++++ Data for processing ++++

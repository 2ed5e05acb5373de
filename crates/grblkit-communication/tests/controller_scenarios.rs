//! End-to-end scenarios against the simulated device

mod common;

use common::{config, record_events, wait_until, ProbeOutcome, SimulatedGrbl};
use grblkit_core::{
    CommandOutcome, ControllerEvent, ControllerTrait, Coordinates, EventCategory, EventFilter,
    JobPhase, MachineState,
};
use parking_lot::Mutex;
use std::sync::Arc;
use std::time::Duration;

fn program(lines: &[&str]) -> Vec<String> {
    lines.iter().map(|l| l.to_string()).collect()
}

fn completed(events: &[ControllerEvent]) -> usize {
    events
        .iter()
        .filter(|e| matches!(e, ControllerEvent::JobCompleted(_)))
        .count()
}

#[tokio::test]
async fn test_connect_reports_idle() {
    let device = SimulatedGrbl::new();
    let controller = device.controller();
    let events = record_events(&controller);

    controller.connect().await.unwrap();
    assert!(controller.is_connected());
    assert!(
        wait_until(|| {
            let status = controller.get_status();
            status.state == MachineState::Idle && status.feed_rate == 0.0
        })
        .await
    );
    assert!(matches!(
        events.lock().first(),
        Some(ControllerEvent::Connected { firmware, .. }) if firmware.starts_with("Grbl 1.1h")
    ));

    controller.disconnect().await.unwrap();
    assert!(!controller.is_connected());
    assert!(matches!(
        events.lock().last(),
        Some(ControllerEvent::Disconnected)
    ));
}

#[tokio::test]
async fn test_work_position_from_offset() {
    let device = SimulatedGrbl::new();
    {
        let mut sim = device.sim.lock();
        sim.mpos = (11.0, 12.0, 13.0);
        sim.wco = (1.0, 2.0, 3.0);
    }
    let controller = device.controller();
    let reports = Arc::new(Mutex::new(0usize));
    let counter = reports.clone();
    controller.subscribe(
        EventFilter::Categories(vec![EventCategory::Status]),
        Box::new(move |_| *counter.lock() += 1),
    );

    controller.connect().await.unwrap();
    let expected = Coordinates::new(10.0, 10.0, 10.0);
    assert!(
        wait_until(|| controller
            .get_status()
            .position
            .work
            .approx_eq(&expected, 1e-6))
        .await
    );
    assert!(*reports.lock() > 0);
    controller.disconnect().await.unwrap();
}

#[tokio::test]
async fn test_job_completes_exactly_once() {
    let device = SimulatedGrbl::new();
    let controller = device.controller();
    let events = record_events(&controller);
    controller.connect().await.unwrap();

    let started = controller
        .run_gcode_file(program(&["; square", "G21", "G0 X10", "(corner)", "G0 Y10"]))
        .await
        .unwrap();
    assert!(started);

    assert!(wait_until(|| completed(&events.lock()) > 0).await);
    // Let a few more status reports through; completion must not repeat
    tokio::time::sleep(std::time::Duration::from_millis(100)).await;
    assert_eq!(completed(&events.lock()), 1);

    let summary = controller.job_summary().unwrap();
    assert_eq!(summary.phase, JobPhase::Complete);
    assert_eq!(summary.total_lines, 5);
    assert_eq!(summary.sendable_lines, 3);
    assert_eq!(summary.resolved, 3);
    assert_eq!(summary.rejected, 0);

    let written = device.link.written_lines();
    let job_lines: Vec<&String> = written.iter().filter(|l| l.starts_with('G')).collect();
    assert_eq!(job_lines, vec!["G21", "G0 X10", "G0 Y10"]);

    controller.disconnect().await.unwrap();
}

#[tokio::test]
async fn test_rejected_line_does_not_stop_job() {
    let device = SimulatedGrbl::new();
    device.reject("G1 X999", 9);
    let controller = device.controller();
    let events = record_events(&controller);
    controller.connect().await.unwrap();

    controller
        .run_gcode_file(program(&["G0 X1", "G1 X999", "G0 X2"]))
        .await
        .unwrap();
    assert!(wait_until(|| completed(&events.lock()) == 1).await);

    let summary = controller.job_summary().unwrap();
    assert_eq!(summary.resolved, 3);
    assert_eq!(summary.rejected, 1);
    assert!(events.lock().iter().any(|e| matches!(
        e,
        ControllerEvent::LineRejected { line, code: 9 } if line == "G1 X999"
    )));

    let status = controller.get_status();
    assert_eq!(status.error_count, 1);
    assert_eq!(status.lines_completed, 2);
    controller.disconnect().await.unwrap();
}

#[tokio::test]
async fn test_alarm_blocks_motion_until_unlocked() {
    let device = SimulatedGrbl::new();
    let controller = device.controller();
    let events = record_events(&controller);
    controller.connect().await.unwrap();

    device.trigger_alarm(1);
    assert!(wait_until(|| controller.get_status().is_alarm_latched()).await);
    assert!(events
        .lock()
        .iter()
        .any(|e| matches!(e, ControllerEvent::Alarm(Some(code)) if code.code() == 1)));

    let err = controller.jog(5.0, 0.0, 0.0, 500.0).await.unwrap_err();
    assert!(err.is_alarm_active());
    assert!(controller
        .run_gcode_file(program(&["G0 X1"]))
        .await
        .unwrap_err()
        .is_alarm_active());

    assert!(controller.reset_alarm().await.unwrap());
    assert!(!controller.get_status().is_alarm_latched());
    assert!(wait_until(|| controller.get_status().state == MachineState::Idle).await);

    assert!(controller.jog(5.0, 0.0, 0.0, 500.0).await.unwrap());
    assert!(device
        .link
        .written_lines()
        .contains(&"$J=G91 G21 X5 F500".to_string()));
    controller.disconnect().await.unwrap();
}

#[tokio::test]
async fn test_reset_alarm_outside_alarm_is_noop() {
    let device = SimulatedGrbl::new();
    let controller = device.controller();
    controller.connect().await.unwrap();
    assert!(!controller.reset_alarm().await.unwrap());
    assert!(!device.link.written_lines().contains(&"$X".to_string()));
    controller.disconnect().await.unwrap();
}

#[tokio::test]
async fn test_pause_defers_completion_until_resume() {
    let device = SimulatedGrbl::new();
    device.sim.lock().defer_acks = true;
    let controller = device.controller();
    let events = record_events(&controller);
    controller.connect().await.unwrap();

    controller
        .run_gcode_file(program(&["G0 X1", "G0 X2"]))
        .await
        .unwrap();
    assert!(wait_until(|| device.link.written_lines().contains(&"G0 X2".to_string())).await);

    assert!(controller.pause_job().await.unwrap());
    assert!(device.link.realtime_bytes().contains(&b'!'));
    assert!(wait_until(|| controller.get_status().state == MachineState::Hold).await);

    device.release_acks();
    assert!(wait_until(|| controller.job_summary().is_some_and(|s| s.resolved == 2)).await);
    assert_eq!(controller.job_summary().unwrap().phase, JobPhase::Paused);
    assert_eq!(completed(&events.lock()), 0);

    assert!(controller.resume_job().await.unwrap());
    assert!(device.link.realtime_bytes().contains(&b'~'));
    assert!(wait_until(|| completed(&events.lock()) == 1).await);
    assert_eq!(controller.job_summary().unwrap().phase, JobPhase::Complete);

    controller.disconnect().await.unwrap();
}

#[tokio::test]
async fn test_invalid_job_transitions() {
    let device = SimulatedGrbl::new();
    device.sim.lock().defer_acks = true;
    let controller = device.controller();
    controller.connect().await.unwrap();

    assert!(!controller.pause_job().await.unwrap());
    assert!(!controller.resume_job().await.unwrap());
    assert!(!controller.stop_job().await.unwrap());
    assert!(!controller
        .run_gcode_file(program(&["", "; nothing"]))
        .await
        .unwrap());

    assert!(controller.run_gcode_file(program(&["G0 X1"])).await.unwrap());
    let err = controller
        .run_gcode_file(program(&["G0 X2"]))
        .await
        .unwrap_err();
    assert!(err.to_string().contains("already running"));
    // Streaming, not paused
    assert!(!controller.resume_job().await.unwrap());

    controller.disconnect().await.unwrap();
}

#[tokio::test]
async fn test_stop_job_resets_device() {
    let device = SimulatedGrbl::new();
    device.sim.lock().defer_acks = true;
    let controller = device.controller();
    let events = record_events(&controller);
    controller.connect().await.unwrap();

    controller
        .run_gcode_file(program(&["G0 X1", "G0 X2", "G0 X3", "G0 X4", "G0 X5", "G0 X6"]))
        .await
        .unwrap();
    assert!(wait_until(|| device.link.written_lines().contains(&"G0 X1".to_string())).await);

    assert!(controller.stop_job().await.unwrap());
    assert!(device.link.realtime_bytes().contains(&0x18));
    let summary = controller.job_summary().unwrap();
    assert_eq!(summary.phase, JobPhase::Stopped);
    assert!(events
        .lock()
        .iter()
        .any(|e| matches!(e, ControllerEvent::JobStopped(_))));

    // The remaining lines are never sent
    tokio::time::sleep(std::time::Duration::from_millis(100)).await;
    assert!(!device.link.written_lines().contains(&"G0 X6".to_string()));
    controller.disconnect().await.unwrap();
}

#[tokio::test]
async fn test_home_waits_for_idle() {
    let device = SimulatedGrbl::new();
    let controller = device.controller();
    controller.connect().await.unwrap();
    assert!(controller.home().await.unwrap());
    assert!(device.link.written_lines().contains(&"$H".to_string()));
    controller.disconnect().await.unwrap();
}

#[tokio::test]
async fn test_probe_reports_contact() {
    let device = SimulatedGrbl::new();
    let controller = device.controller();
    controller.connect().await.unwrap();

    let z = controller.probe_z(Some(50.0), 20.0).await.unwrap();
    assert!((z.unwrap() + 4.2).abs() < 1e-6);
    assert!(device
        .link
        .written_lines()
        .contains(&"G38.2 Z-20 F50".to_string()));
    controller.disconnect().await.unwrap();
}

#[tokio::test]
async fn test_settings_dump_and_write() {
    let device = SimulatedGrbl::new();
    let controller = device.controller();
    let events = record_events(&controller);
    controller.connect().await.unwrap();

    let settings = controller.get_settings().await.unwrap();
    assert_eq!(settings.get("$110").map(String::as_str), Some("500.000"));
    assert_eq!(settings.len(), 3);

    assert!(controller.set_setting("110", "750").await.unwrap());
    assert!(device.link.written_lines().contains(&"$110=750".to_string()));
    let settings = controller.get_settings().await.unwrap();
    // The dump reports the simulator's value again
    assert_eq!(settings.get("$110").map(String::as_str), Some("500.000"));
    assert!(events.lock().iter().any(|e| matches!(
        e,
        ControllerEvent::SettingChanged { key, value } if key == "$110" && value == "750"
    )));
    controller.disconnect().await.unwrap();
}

++++
++++ Data for processing ++++

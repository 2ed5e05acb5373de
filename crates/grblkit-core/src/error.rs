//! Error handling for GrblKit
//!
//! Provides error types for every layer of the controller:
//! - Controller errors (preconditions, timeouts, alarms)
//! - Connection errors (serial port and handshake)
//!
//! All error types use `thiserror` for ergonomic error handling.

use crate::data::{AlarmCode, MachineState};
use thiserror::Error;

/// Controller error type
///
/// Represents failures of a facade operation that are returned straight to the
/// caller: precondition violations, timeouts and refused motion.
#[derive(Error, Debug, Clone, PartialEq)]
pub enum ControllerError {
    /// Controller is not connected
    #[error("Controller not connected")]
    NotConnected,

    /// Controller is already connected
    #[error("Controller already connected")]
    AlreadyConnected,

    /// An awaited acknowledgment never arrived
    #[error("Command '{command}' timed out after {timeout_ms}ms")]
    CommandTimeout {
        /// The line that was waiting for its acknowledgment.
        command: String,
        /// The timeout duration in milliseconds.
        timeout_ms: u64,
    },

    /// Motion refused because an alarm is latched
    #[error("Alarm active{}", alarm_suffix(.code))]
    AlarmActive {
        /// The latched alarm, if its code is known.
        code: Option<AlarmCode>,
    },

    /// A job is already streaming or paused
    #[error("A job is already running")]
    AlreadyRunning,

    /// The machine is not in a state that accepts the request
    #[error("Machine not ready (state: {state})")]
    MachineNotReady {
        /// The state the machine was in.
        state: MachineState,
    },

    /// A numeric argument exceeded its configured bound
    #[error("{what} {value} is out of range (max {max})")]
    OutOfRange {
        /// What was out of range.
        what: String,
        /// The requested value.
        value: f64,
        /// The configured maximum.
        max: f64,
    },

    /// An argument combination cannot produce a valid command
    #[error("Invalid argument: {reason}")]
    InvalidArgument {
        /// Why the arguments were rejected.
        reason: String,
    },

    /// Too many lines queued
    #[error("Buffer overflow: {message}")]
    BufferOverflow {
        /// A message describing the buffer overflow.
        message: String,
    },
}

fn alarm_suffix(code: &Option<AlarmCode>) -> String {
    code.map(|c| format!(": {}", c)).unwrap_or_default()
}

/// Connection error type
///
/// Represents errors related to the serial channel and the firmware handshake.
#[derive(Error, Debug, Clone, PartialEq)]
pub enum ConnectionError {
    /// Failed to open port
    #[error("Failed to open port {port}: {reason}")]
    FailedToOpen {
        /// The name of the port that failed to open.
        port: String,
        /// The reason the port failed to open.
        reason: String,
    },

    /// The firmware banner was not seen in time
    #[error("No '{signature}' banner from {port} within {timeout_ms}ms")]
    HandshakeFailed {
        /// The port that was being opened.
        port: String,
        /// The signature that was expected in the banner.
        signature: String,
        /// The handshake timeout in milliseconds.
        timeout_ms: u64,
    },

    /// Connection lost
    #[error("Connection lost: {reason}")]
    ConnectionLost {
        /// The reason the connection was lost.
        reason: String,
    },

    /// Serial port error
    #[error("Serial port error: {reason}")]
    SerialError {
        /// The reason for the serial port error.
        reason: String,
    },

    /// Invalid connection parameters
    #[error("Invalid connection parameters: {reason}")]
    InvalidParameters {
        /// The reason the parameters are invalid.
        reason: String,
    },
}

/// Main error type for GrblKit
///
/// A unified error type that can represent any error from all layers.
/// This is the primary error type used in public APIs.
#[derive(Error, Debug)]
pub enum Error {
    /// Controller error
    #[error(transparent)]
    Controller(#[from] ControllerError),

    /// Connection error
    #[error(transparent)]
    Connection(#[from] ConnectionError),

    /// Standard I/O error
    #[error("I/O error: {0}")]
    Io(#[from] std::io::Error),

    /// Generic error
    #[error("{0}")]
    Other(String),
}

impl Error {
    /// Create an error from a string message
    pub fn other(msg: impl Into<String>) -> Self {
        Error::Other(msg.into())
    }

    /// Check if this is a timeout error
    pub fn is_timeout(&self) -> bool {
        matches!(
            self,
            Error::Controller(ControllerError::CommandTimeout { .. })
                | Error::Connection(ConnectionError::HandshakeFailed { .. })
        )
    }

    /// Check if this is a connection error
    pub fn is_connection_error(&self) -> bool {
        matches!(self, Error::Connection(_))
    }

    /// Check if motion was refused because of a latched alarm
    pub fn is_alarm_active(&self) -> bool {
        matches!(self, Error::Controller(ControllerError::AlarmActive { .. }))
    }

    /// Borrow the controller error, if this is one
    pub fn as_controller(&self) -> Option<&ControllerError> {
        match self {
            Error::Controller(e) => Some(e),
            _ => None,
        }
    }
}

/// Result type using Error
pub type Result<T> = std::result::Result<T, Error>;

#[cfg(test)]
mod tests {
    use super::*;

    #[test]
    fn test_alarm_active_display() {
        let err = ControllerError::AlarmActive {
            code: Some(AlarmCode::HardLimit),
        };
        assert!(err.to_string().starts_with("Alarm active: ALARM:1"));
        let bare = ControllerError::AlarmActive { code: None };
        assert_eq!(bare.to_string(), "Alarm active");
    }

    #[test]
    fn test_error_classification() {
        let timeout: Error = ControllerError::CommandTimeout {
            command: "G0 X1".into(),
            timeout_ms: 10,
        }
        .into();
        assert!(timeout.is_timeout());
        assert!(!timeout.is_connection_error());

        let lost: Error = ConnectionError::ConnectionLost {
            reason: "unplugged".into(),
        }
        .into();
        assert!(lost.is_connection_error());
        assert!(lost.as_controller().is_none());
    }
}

++++

* What needs to be done:
Which lines of the records above hold the word "configured"? Copy each of them.

* Completed exercise:
    /// A numeric argument exceeded its configured bound
        /// The configured maximum.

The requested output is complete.